* YOUR GOAL
Beginning with the first line, please repeat the entries exactly and end on the line that contains "where the penalty".

* SUPPLIED RECORDS
---*---

use crate::config::DiversityConfig;
use crate::models::ScoredCandidate;
use crate::utils::compare_scores_desc;
use std::cmp::Ordering;

/// Diversity Layer - MMR (Maximal Marginal Relevance) reranking
///
/// `adjusted = λ·score − (1−λ)·penalty`, where the penalty is categorical:
/// a repeated author inside the trailing window costs `author_penalty`,
/// otherwise a repeated source right after the same source costs
/// `source_penalty`. The same author is never picked twice in a row while
/// another author is still available.
pub struct DiversityLayer {
    lambda: f32, // relevance vs. diversity (0~1)
    author_window: usize,
    author_penalty: f32,
    source_penalty: f32,
}

impl DiversityLayer {
    pub fn new(lambda: f32) -> Self {
        let defaults = DiversityConfig::default();
        Self {
            lambda: lambda.clamp(0.0, 1.0),
            author_window: defaults.author_window,
            author_penalty: defaults.author_penalty,
            source_penalty: defaults.source_penalty,
        }
    }

    pub fn from_config(config: &DiversityConfig) -> Self {
        Self {
            lambda: config.mmr_lambda.clamp(0.0, 1.0),
            author_window: config.author_window.max(1),
            author_penalty: config.author_penalty,
            source_penalty: config.source_penalty,
        }
    }

    /// Rerank a scored list, returning at most `top_k` items.
    /// lambda = 1.0: relevance only
    /// lambda = 0.0: diversity only
    pub fn rerank(&self, posts: Vec<ScoredCandidate>, top_k: usize) -> Vec<ScoredCandidate> {
        if posts.is_empty() || top_k == 0 {
            return Vec::new();
        }

        let mut remaining = posts;
        remaining.sort_by(|a, b| {
            compare_scores_desc(a.score(), b.score())
                .then_with(|| a.candidate.post_id.cmp(&b.candidate.post_id))
        });

        let mut selected: Vec<ScoredCandidate> = Vec::with_capacity(top_k.min(remaining.len()));

        while selected.len() < top_k && !remaining.is_empty() {
            let previous_author = selected
                .last()
                .map(|p| p.candidate.author_id.as_str())
                .filter(|author| !author.is_empty());

            // Hard constraint: skip a back-to-back author while someone else is left
            let blocked_author = previous_author.filter(|&author| {
                remaining
                    .iter()
                    .any(|p| p.candidate.author_id != author)
            });

            let mut best: Option<(usize, f32)> = None;
            for (i, post) in remaining.iter().enumerate() {
                if blocked_author == Some(post.candidate.author_id.as_str()) {
                    continue;
                }

                let adjusted = self.lambda * post.score()
                    - (1.0 - self.lambda) * self.penalty(post, &selected);

                let better = match best {
                    None => true,
                    Some((best_idx, best_adjusted)) => {
                        compare_picks(post, adjusted, &remaining[best_idx], best_adjusted)
                            == Ordering::Greater
                    }
                };
                if better {
                    best = Some((i, adjusted));
                }
            }

            // remaining is non-empty and at least one author is unblocked
            let Some((best_idx, _)) = best else {
                break;
            };
            selected.push(remaining.remove(best_idx));
        }

        selected
    }

    /// Categorical redundancy of `post` against the picks so far.
    fn penalty(&self, post: &ScoredCandidate, selected: &[ScoredCandidate]) -> f32 {
        let Some(previous) = selected.last() else {
            return 0.0;
        };

        let author = post.candidate.author_id.as_str();
        if !author.is_empty()
            && selected
                .iter()
                .rev()
                .take(self.author_window)
                .any(|p| p.candidate.author_id == author)
        {
            return self.author_penalty;
        }

        if previous.candidate.primary_source == post.candidate.primary_source {
            return self.source_penalty;
        }

        0.0
    }
}

/// Higher adjusted score wins, then higher raw score, then lower post id.
fn compare_picks(
    a: &ScoredCandidate,
    a_adjusted: f32,
    b: &ScoredCandidate,
    b_adjusted: f32,
) -> Ordering {
    a_adjusted
        .total_cmp(&b_adjusted)
        .then_with(|| a.score().total_cmp(&b.score()))
        .then_with(|| b.candidate.post_id.cmp(&a.candidate.post_id))
}

#[cfg(test)]
mod tests {
    use super::*;
    use crate::models::{Candidate, FeatureVector, PostRecord, RecallSource};
    use std::collections::HashSet;

    fn post(post_id: &str, author_id: &str, source: RecallSource, score: f32) -> ScoredCandidate {
        let mut candidate = Candidate::from_record(
            PostRecord {
                post_id: post_id.to_string(),
                author_id: author_id.to_string(),
                created_at: 1_700_000_000,
                score: score as f64,
            },
            source,
            score,
        );
        candidate.score = score;
        ScoredCandidate {
            candidate,
            features: FeatureVector::default(),
        }
    }

    fn ids(posts: &[ScoredCandidate]) -> Vec<String> {
        posts.iter().map(|p| p.candidate.post_id.clone()).collect()
    }

    #[test]
    fn test_diversity_rerank() {
        let layer = DiversityLayer::new(0.7);

        let posts = vec![
            post("post1", "a1", RecallSource::Graph, 0.9),
            post("post2", "a2", RecallSource::Graph, 0.85),
            post("post3", "a3", RecallSource::Trending, 0.8),
            post("post4", "a4", RecallSource::Personalized, 0.75),
        ];

        let reranked = layer.rerank(posts, 3);

        assert_eq!(reranked.len(), 3);
        let unique_sources: HashSet<_> = reranked
            .iter()
            .map(|p| p.candidate.primary_source)
            .collect();
        assert!(unique_sources.len() >= 2);
        // 0.7*0.8 > 0.7*0.85 - 0.3*0.3, so trending jumps ahead of post2
        assert_eq!(ids(&reranked), vec!["post1", "post3", "post2"]);
    }

    #[test]
    fn test_author_diversity_enforcement() {
        let layer = DiversityLayer::new(0.7);

        let posts = vec![
            post("post1", "author1", RecallSource::Graph, 0.9),
            post("post2", "author1", RecallSource::Graph, 0.88),
            post("post3", "author1", RecallSource::Graph, 0.86),
            post("post4", "author2", RecallSource::Trending, 0.7),
        ];

        let reranked = layer.rerank(posts, 4);

        assert_eq!(reranked.len(), 4);
        assert_eq!(reranked[1].candidate.author_id, "author2");
        // only author1 is left after the second pick, so repeats are allowed
        assert_eq!(ids(&reranked), vec!["post1", "post4", "post2", "post3"]);
    }

    #[test]
    fn test_no_adjacent_authors_even_at_lambda_one() {
        let layer = DiversityLayer::new(1.0);

        let posts = vec![
            post("a", "x", RecallSource::Graph, 0.99),
            post("b", "x", RecallSource::Graph, 0.98),
            post("c", "y", RecallSource::Graph, 0.10),
            post("d", "x", RecallSource::Graph, 0.97),
            post("e", "z", RecallSource::Graph, 0.05),
        ];

        let reranked = layer.rerank(posts, 5);

        assert_eq!(ids(&reranked), vec!["a", "c", "b", "e", "d"]);
        for pair in reranked.windows(2) {
            assert_ne!(pair[0].candidate.author_id, pair[1].candidate.author_id);
        }
    }

    #[test]
    fn test_output_length() {
        let layer = DiversityLayer::new(0.7);
        let posts: Vec<ScoredCandidate> = (0..5)
            .map(|i| post(&format!("p{}", i), &format!("a{}", i), RecallSource::Graph, 0.5))
            .collect();

        assert_eq!(layer.rerank(posts.clone(), 3).len(), 3);
        assert_eq!(layer.rerank(posts.clone(), 10).len(), 5);
        assert!(layer.rerank(posts, 0).is_empty());
        assert!(layer.rerank(Vec::new(), 3).is_empty());
    }

    #[test]
    fn test_deterministic() {
        let layer = DiversityLayer::new(0.7);
        let posts: Vec<ScoredCandidate> = (0..40)
            .map(|i| {
                let source = RecallSource::ALL[i % 3];
                post(
                    &format!("p{:02}", i),
                    &format!("a{}", i % 4),
                    source,
                    ((i * 7) % 10) as f32 / 10.0,
                )
            })
            .collect();

        let mut reversed = posts.clone();
        reversed.reverse();

        let first = ids(&layer.rerank(posts.clone(), 20));
        let second = ids(&layer.rerank(posts, 20));
        let third = ids(&layer.rerank(reversed, 20));
        assert_eq!(first, second);
        assert_eq!(first, third);
    }

    #[test]
    fn test_ties_prefer_lower_post_id() {
        let layer = DiversityLayer::new(0.7);
        let posts = vec![
            post("b", "a1", RecallSource::Graph, 0.5),
            post("a", "a2", RecallSource::Graph, 0.5),
        ];

        assert_eq!(ids(&layer.rerank(posts, 2)), vec!["a", "b"]);
    }

    #[test]
    fn test_author_window_penalty() {
        let config = DiversityConfig {
            mmr_lambda: 0.5,
            author_window: 2,
            author_penalty: 1.0,
            source_penalty: 0.0,
        };
        let layer = DiversityLayer::from_config(&config);

        let posts = vec![
            post("p1", "x", RecallSource::Graph, 0.9),
            post("p2", "y", RecallSource::Graph, 0.8),
            post("p3", "x", RecallSource::Graph, 0.7),
            post("p4", "z", RecallSource::Graph, 0.3),
        ];

        // p3's author is two picks back: 0.5*0.7 - 0.5*1.0 < 0.5*0.3
        let reranked = layer.rerank(posts, 4);
        assert_eq!(ids(&reranked), vec!["p1", "p2", "p4", "p3"]);
    }
}
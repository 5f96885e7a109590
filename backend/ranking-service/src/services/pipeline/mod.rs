//! Ranking pipeline: recall → score → sort → diversify → truncate.

use crate::config::{ConfigError, PipelineConfig};
use crate::error::{PipelineError, Result};
use crate::models::{CandidatePool, RankedItem, RecallStats, UserContext};
use crate::services::diversity::DiversityLayer;
use crate::services::ranking::RankingLayer;
use crate::services::recall::RecallLayer;
use crate::services::stores::{FollowGraph, InterestStore, SignalStore, TrendingStore};
use std::collections::HashMap;
use std::sync::Arc;
use tracing::{info, warn};

/// Ordered feed plus how recall went.
#[derive(Debug, Clone)]
pub struct RankedFeed {
    pub items: Vec<RankedItem>,
    pub recall_stats: RecallStats,
}

/// Pre-scoring pool plus how recall went.
#[derive(Debug, Clone)]
pub struct RecalledPool {
    pub pool: CandidatePool,
    pub recall_stats: RecallStats,
}

pub struct RankingPipeline {
    recall_layer: RecallLayer,
    ranking_layer: RankingLayer,
    diversity_layer: DiversityLayer,
    signals: Arc<dyn SignalStore>,
    max_limit: i32,
}

impl RankingPipeline {
    /// Build the standard three-source pipeline. The configuration is
    /// validated once here and never changes afterwards.
    pub fn new(
        config: PipelineConfig,
        graph: Arc<dyn FollowGraph>,
        trending: Arc<dyn TrendingStore>,
        interests: Arc<dyn InterestStore>,
        signals: Arc<dyn SignalStore>,
    ) -> std::result::Result<Self, ConfigError> {
        config.validate()?;

        Ok(Self {
            recall_layer: RecallLayer::new(graph, trending, interests, config.recall),
            ranking_layer: RankingLayer::new(config.scoring),
            diversity_layer: DiversityLayer::from_config(&config.diversity),
            signals,
            max_limit: config.max_limit,
        })
    }

    /// Assemble a pipeline from prebuilt layers.
    pub fn from_layers(
        recall_layer: RecallLayer,
        ranking_layer: RankingLayer,
        diversity_layer: DiversityLayer,
        signals: Arc<dyn SignalStore>,
        max_limit: i32,
    ) -> Self {
        Self {
            recall_layer,
            ranking_layer,
            diversity_layer,
            signals,
            max_limit,
        }
    }

    fn validate_request(&self, user_id: &str, limit: i32) -> Result<usize> {
        if user_id.trim().is_empty() {
            return Err(PipelineError::InvalidArgument(
                "user_id must not be empty".to_string(),
            ));
        }
        if limit <= 0 {
            return Err(PipelineError::InvalidArgument(format!(
                "limit must be positive, got {}",
                limit
            )));
        }
        if limit > self.max_limit {
            return Err(PipelineError::InvalidArgument(format!(
                "limit {} exceeds maximum of {}",
                limit, self.max_limit
            )));
        }
        Ok(limit as usize)
    }

    /// Rank a feed of at most `limit` posts for `user_id`.
    pub async fn rank_feed(&self, user_id: &str, limit: i32) -> Result<RankedFeed> {
        self.rank_feed_with_context(UserContext::new(user_id), limit)
            .await
    }

    /// Same as [`RankingPipeline::rank_feed`] with an explicit reference time.
    pub async fn rank_feed_with_context(
        &self,
        context: UserContext,
        limit: i32,
    ) -> Result<RankedFeed> {
        let limit = self.validate_request(&context.user_id, limit)?;

        // 1. Recall
        let pool_size = self.recall_layer.config().max_pool_size();
        let (pool, recall_stats) = self
            .recall_layer
            .recall_candidates(&context.user_id, pool_size)
            .await;

        if pool.is_empty() {
            if recall_stats.all_failed() {
                return Err(PipelineError::UpstreamUnavailable);
            }
            info!(user_id = %context.user_id, "Recall returned no candidates");
            return Ok(RankedFeed {
                items: Vec::new(),
                recall_stats,
            });
        }

        // 2. Signals for feature extraction
        let post_ids = pool.post_ids();
        let signals = match self.signals.post_signals(&post_ids).await {
            Ok(signals) => signals,
            Err(e) => {
                warn!(
                    user_id = %context.user_id,
                    error = %e,
                    "Signal lookup failed, all features fall back to defaults"
                );
                HashMap::new()
            }
        };

        // 3. Score and sort
        let pool_len = pool.len();
        let ranked = self
            .ranking_layer
            .rank_candidates(pool, &signals, &context);

        // 4. Diversity rerank and truncate
        let items: Vec<RankedItem> = self
            .diversity_layer
            .rerank(ranked, limit)
            .into_iter()
            .take(limit)
            .map(RankedItem::from)
            .collect();

        info!(
            user_id = %context.user_id,
            candidates = pool_len,
            returned = items.len(),
            degraded = recall_stats.is_degraded(),
            "RankFeed completed"
        );

        Ok(RankedFeed {
            items,
            recall_stats,
        })
    }

    /// Recall only: the fused, deduplicated pool before scoring.
    pub async fn recall_candidates(&self, user_id: &str, limit: i32) -> Result<RecalledPool> {
        let limit = self.validate_request(user_id, limit)?;

        let (pool, recall_stats) = self.recall_layer.recall_candidates(user_id, limit).await;
        if pool.is_empty() && recall_stats.all_failed() {
            return Err(PipelineError::UpstreamUnavailable);
        }

        Ok(RecalledPool { pool, recall_stats })
    }
}
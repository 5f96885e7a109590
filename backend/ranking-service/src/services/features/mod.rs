// ============================================
// Feature Extraction
// ============================================
// Turns a candidate plus its hydrated signals into the four bounded
// ranking features. Pure CPU work; signals are fetched beforehand.

use crate::config::ScoringConfig;
use crate::models::{Candidate, FeatureVector, PostSignals, UserContext};
use crate::utils::exponential_decay;
use thiserror::Error;

const SECONDS_PER_HOUR: f32 = 3600.0;

/// A feature that could not be computed; the extractor substitutes the
/// configured default and carries on.
#[derive(Debug, Clone, PartialEq, Error)]
pub enum FeatureFault {
    #[error("{feature}: signal missing")]
    MissingSignal { feature: &'static str },

    #[error("{feature}: value is not finite")]
    NonFinite { feature: &'static str },

    #[error("recency: unknown creation time")]
    UnknownCreationTime,

    #[error("engagement: baseline must be positive, got {0}")]
    InvalidBaseline(f64),
}

/// Features plus whatever had to be defaulted.
#[derive(Debug, Clone, Default)]
pub struct Extraction {
    pub features: FeatureVector,
    pub faults: Vec<FeatureFault>,
}

pub struct FeatureExtractor {
    config: ScoringConfig,
}

impl FeatureExtractor {
    pub fn new(config: ScoringConfig) -> Self {
        Self { config }
    }

    pub fn extract(
        &self,
        candidate: &Candidate,
        signals: Option<&PostSignals>,
        context: &UserContext,
    ) -> Extraction {
        let mut faults = Vec::new();
        let default = self.config.feature_default;

        let engagement = self
            .engagement(signals.and_then(|s| s.interaction_count))
            .unwrap_or_else(|fault| {
                faults.push(fault);
                default
            });

        let recency = self
            .recency(candidate.created_at, context.now)
            .unwrap_or_else(|fault| {
                faults.push(fault);
                default
            });

        let author_quality = bounded("author_quality", signals.and_then(|s| s.author_quality))
            .unwrap_or_else(|fault| {
                faults.push(fault);
                default
            });

        let content_quality = bounded("content_quality", signals.and_then(|s| s.content_quality))
            .unwrap_or_else(|fault| {
                faults.push(fault);
                default
            });

        Extraction {
            features: FeatureVector {
                engagement,
                recency,
                author_quality,
                content_quality,
            },
            faults,
        }
    }

    /// Interaction count against the recent volume baseline.
    fn engagement(&self, interaction_count: Option<f64>) -> Result<f32, FeatureFault> {
        let count = interaction_count.ok_or(FeatureFault::MissingSignal {
            feature: "engagement",
        })?;
        if !count.is_finite() {
            return Err(FeatureFault::NonFinite {
                feature: "engagement",
            });
        }
        let baseline = self.config.engagement_baseline;
        if !baseline.is_finite() || baseline <= 0.0 {
            return Err(FeatureFault::InvalidBaseline(baseline));
        }
        Ok((count.max(0.0) / baseline).min(1.0) as f32)
    }

    /// `e^(-λ_t·Δt)` with Δt in hours since creation.
    fn recency(&self, created_at: i64, now: i64) -> Result<f32, FeatureFault> {
        if created_at <= 0 {
            return Err(FeatureFault::UnknownCreationTime);
        }
        let age_hours = (now - created_at) as f32 / SECONDS_PER_HOUR;
        let value = exponential_decay(age_hours, self.config.recency_decay_per_hour);
        if value.is_finite() {
            Ok(value.clamp(0.0, 1.0))
        } else {
            Err(FeatureFault::NonFinite { feature: "recency" })
        }
    }
}

fn bounded(feature: &'static str, value: Option<f32>) -> Result<f32, FeatureFault> {
    match value {
        None => Err(FeatureFault::MissingSignal { feature }),
        Some(v) if !v.is_finite() => Err(FeatureFault::NonFinite { feature }),
        Some(v) => Ok(v.clamp(0.0, 1.0)),
    }
}
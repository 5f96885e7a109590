use super::scorer::{scorer_for, Scorer};
use crate::config::ScoringConfig;
use crate::models::{CandidatePool, PostSignals, ScoredCandidate, UserContext};
use crate::services::features::FeatureExtractor;
use crate::utils::compare_scores_desc;
use std::collections::HashMap;
use tracing::{debug, warn};

/// Ranking Layer - feature extraction + scoring
pub struct RankingLayer {
    extractor: FeatureExtractor,
    scorer: Box<dyn Scorer>,
}

impl RankingLayer {
    pub fn new(config: ScoringConfig) -> Self {
        let scorer = scorer_for(&config);
        Self {
            extractor: FeatureExtractor::new(config),
            scorer,
        }
    }

    /// Swap in a different scorer; callers are unaffected.
    pub fn with_scorer(config: ScoringConfig, scorer: Box<dyn Scorer>) -> Self {
        Self {
            extractor: FeatureExtractor::new(config),
            scorer,
        }
    }

    pub fn scorer_name(&self) -> &'static str {
        self.scorer.name()
    }

    /// Score every candidate in the pool and sort by score, descending.
    ///
    /// Ties fall back to the fused recall score, then post id, so the order
    /// is fully determined by the inputs.
    pub fn rank_candidates(
        &self,
        pool: CandidatePool,
        signals: &HashMap<String, PostSignals>,
        context: &UserContext,
    ) -> Vec<ScoredCandidate> {
        let mut fault_count = 0usize;

        let mut scored: Vec<ScoredCandidate> = pool
            .into_ranked()
            .into_iter()
            .map(|mut candidate| {
                let extraction = self.extractor.extract(
                    &candidate,
                    signals.get(&candidate.post_id),
                    context,
                );
                for fault in &extraction.faults {
                    debug!(post_id = %candidate.post_id, fault = %fault, "Feature defaulted");
                }
                fault_count += extraction.faults.len();

                let score = self.scorer.score(&candidate, &extraction.features);
                candidate.score = if score.is_finite() {
                    score
                } else {
                    warn!(
                        post_id = %candidate.post_id,
                        scorer = self.scorer.name(),
                        "Scorer returned a non-finite score, using 0.0"
                    );
                    0.0
                };

                ScoredCandidate {
                    candidate,
                    features: extraction.features,
                }
            })
            .collect();

        scored.sort_by(|a, b| {
            compare_scores_desc(a.candidate.score, b.candidate.score)
                .then_with(|| {
                    compare_scores_desc(a.candidate.recall_score, b.candidate.recall_score)
                })
                .then_with(|| a.candidate.post_id.cmp(&b.candidate.post_id))
        });

        debug!(
            user_id = %context.user_id,
            scored = scored.len(),
            defaulted_features = fault_count,
            top_score = scored.first().map(|c| c.candidate.score),
            "Scoring complete"
        );

        scored
    }
}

---*---

* RESULT OF THIS TASK
use crate::config::DiversityConfig;
use crate::models::ScoredCandidate;
use crate::utils::compare_scores_desc;
use std::cmp::Ordering;

/// Diversity Layer - MMR (Maximal Marginal Relevance) reranking
///
/// `adjusted = λ·score − (1−λ)·penalty`, where the penalty is categorical:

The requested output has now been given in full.